Quest’anno, sempre per l’editore Neri Pozza, è uscito Il grande califfato, che riprende il filo da una triste constatazione dell’autore: «Quando tornai dalla prigionia (…) cominciai a segnalare questo progetto del califfato che anche altri comandanti mi avevano ribadito, non come un sogno ma come il loro piano strategico a cui si attenevano e collegavano i piani di battaglia.
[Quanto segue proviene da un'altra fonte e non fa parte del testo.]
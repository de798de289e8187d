//! The elaboration core: static expansion of a mixed VHDL/Verilog design
//! hierarchy into a monomorphic tree of concrete instances.
//!
//! Elaboration resolves instance/component/entity/architecture/configuration
//! binding, binds Verilog modules to VHDL components across the type systems
//! (inserting conversion functions), expands static generate constructs,
//! substitutes and checks generics (value, type, subprogram, and package),
//! copies and freshly names each instantiated unit to break sharing, and
//! builds the run-time model in lockstep with the lowering pass.
//!
//! Entry point: [`elaborate`] with a [`TopUnit`] selected from the
//! [`DesignLibrary`].

#![warn(missing_docs)]

pub mod bind;
pub mod coerce;
pub mod const_eval;
pub mod context;
pub mod drivers;
pub mod errors;
pub mod fixup;
pub mod generics;
pub mod library;
pub mod lower;
pub mod modcache;
pub mod overrides;
pub mod path;
pub mod root;
pub mod simplify;
pub mod stmt;

pub use context::{Elaborator, Frame, DEPTH_LIMIT};
pub use library::{DesignLibrary, LibraryUnit, UnitNode};
pub use overrides::OverrideTable;
pub use root::{elaborate, TopUnit};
Non ci fu alcuna eco a questa rivelazione», fatta quando ancora si pensava che quanto stava accadendo in Iraq e Siria fosse solo l’ennesimo conflitto interno, prosecuzione delle primavere arabe, sommovimento come tanti in Medio Oriente.
Invece, segnala Quirico, «il totalitarismo islamista era nato, silenziosamente, senza che lo vedessimo crescere accanto a noi». Il libro tuttavia non è un trattato né un catalogo, bensì, come spiega il reporter, «un viaggio vero, con luoghi sfondi strade, città villaggi e deserti, parla di uomini, delle loro storie, delle loro azioni e omissioni». Come si vede, Quirico per gli elenchi ha deciso di elidere le virgole, a esprimere anche con lo stile l’urgenza del narrare e far conoscere: gli abbiamo attribuito la stessa scelta anche nelle risposte a questa intervista.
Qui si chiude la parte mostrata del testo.